Florida’s existing home sales increase in 3Q 2008

ORLANDO Real Estate., Nov. 18, 2008 – Sales of existing single-family homes in Florida rose 5 percent in third quarter 2008 compared to the same period last year, according to the latest housing statistics from the Florida Association of Realtors® (FAR). A total of 33,203 existing homes sold statewide in 3Q 2008; during the same period last year, a total of 31,558 existing homes sold statewide.

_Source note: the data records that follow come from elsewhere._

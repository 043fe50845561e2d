//! HTTP API for the device security service.

mod handlers;
mod middleware;
mod types;

pub use handlers::*;
pub use middleware::{logging_middleware, rate_limit_middleware, RateLimitState};
pub use types::*;

use crate::registry::DeviceSecurityRegistry;
use axum::{middleware as axum_middleware, routing::get, routing::post, Router};
use std::sync::Arc;
use tokio::sync::RwLock;
use tower_http::trace::TraceLayer;

/// Shared application state.
#[derive(Clone)]
pub struct AppState {
    /// Device security registry
    pub registry: Arc<RwLock<DeviceSecurityRegistry>>,
}

impl AppState {
    /// Create new application state around a registry.
    pub fn new(registry: DeviceSecurityRegistry) -> Self {
        Self {
            registry: Arc::new(RwLock::new(registry)),
        }
    }
}

impl Default for AppState {
    fn default() -> Self {
        Self::new(DeviceSecurityRegistry::new())
    }
}

/// Create the API router with the default rate limit.
pub fn create_router(state: AppState) -> Router {
    create_router_with_rate_limit(state, RateLimitState::new(60))
}

/// Create the API router with custom rate limiting.
pub fn create_router_with_rate_limit(state: AppState, rate_limit: RateLimitState) -> Router {
    Router::new()
        // Security endpoints (with rate limiting)
        .route("/api/check", post(handlers::check_device))
        .route("/api/secure", post(handlers::secure_device))
        .layer(axum_middleware::from_fn_with_state(
            rate_limit.clone(),
            rate_limit_middleware,
        ))
        // Health check (no rate limiting)
        .route("/health", get(handlers::health))
        .layer(axum_middleware::from_fn(logging_middleware))
        .layer(TraceLayer::new_for_http())
        .with_state(state)
}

“Coming on the heels of positive sales activity in September, Florida’s existing home sales are once again above year-ago levels in the third quarter,” says 2008 FAR President Chuck Bonfiglio. “Despite lending restrictions and the difficulties of finding affordable credit, we’re seeing buyers take advantage of homeownership opportunities in the current market – buyers who want to make a long-term investment in their future. And, more than ever, people are turning to Florida Realtors to find the professional expertise, knowledge and friendly guidance they need to make the complex process of buying or selling their home go more easily and smoothly.”

The statewide existing-home median sales price was $185,400 in the third quarter; a year ago, it was $233,200 for a decrease of 20 percent. In 2003, the third-quarter statewide median sales price was $163,700, which reflects an increase of about 13.3 percent over the five-year period. The median is a typical market price where half the homes sold for more, half for less.

Twelve of Florida’s metropolitan statistical areas (MSAs) reported increased sales of existing homes in the third quarter compared to the same three-month-period a year ago, while seven MSAs also showed gains in condo sales. A number of local markets have reported increased sales activity over the past few months, according to FAR.

Florida Realtors continued to report positive signs for the state’s housing sector in the third quarter, including an increase in pending home sales (based on contracts signed but not closed) and a slower rate of expansion of inventory levels in some areas.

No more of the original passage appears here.